Dataset entries
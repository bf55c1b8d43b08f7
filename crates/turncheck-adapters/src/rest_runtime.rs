//! HTTP runtime for Rasa-compatible servers.
//!
//! Handling one utterance takes two requests:
//! 1. `POST {url}/model/parse` returns how the utterance was understood
//!    (intent and entities), which becomes the produced user message.
//! 2. `POST {url}/webhooks/{channel}/webhook` runs the utterance through the
//!    conversation and returns the bot messages, which carry
//!    `metadata.template_name` when rendered from a response template.

use async_trait::async_trait;
use reqwest::{Client, StatusCode, Url};
use serde::Serialize;
use std::time::Duration;
use thiserror::Error;
use tracing::debug;
use turncheck_core::{ConversationRuntime, DeliveryError, RuntimeConfig};
use turncheck_proto::{MessageMetadata, ProducedMessage, UserMessage};

/// Errors building a [`RestRuntime`].
#[derive(Debug, Error)]
pub enum RestRuntimeError {
    #[error("invalid runtime url '{url}': {reason}")]
    InvalidUrl { url: String, reason: String },

    #[error("failed to build HTTP client: {0}")]
    Client(#[from] reqwest::Error),
}

#[derive(Serialize)]
struct ParseRequest<'a> {
    text: &'a str,
}

#[derive(Serialize)]
struct WebhookRequest<'a> {
    sender: &'a str,
    message: &'a str,
    metadata: &'a MessageMetadata,
}

/// A [`ConversationRuntime`] backed by a Rasa-compatible HTTP server.
#[derive(Debug, Clone)]
pub struct RestRuntime {
    client: Client,
    parse_url: Url,
    webhook_url: Url,
    request_timeout: Duration,
}

impl RestRuntime {
    /// Creates a runtime from configuration.
    pub fn new(config: &RuntimeConfig) -> Result<Self, RestRuntimeError> {
        let invalid = |reason: String| RestRuntimeError::InvalidUrl {
            url: config.url.clone(),
            reason,
        };

        // Url::join replaces the last path segment unless the base ends in '/'
        let mut base = config.url.trim().to_string();
        if !base.ends_with('/') {
            base.push('/');
        }
        let base = Url::parse(&base).map_err(|e| invalid(e.to_string()))?;
        if base.cannot_be_a_base() {
            return Err(invalid("not a base url".to_string()));
        }

        let parse_url = base
            .join("model/parse")
            .map_err(|e| invalid(e.to_string()))?;
        let webhook_url = base
            .join(&format!("webhooks/{}/webhook", config.webhook_channel))
            .map_err(|e| invalid(e.to_string()))?;

        let client = Client::builder()
            .timeout(config.request_timeout())
            .build()?;

        Ok(Self {
            client,
            parse_url,
            webhook_url,
            request_timeout: config.request_timeout(),
        })
    }

    pub fn parse_url(&self) -> &Url {
        &self.parse_url
    }

    pub fn webhook_url(&self) -> &Url {
        &self.webhook_url
    }

    async fn parse(&self, message: &UserMessage) -> Result<ProducedMessage, DeliveryError> {
        let body = ParseRequest {
            text: &message.text,
        };
        let response = self
            .client
            .post(self.parse_url.clone())
            .json(&body)
            .send()
            .await
            .map_err(|e| self.request_error(&e))?;
        let response = Self::check_status(response, &self.parse_url)?;

        let mut parsed: ProducedMessage = response
            .json()
            .await
            .map_err(|e| DeliveryError::Malformed(format!("{}: {e}", self.parse_url)))?;
        // the parse response echoes metadata only on some server versions
        parsed.metadata = None;
        if parsed.text.is_none() {
            parsed.text = Some(message.text.clone());
        }
        Ok(parsed)
    }

    async fn webhook(&self, message: &UserMessage) -> Result<Vec<ProducedMessage>, DeliveryError> {
        let body = WebhookRequest {
            sender: &message.sender_id,
            message: &message.text,
            metadata: &message.metadata,
        };
        let response = self
            .client
            .post(self.webhook_url.clone())
            .json(&body)
            .send()
            .await
            .map_err(|e| self.request_error(&e))?;
        let response = Self::check_status(response, &self.webhook_url)?;

        response
            .json()
            .await
            .map_err(|e| DeliveryError::Malformed(format!("{}: {e}", self.webhook_url)))
    }

    fn check_status(
        response: reqwest::Response,
        url: &Url,
    ) -> Result<reqwest::Response, DeliveryError> {
        let status = response.status();
        if status.is_success() {
            return Ok(response);
        }
        Err(match status {
            StatusCode::SERVICE_UNAVAILABLE | StatusCode::BAD_GATEWAY => {
                DeliveryError::Unavailable(format!("HTTP {status} from {url}"))
            }
            _ => DeliveryError::Rejected(format!("HTTP {status} from {url}")),
        })
    }

    fn request_error(&self, error: &reqwest::Error) -> DeliveryError {
        if error.is_timeout() {
            DeliveryError::Timeout(self.request_timeout)
        } else if error.is_connect() {
            DeliveryError::Unavailable(error.to_string())
        } else {
            DeliveryError::Rejected(error.to_string())
        }
    }
}

#[async_trait]
impl ConversationRuntime for RestRuntime {
    async fn deliver(&self, message: UserMessage) -> Result<Vec<ProducedMessage>, DeliveryError> {
        let parsed = self.parse(&message).await?;
        let responses = self.webhook(&message).await?;
        debug!(
            sender_id = %message.sender_id,
            intent = parsed.intent.as_deref().unwrap_or("-"),
            responses = responses.len(),
            "Runtime handled message"
        );

        let mut produced = Vec::with_capacity(responses.len() + 1);
        produced.push(parsed);
        produced.extend(responses);
        Ok(produced)
    }
}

- TASK PROMPT -
Reply with one number: the count of lines in the entries that include the word "ProducedMessage".

- TASK OUTPUT -
5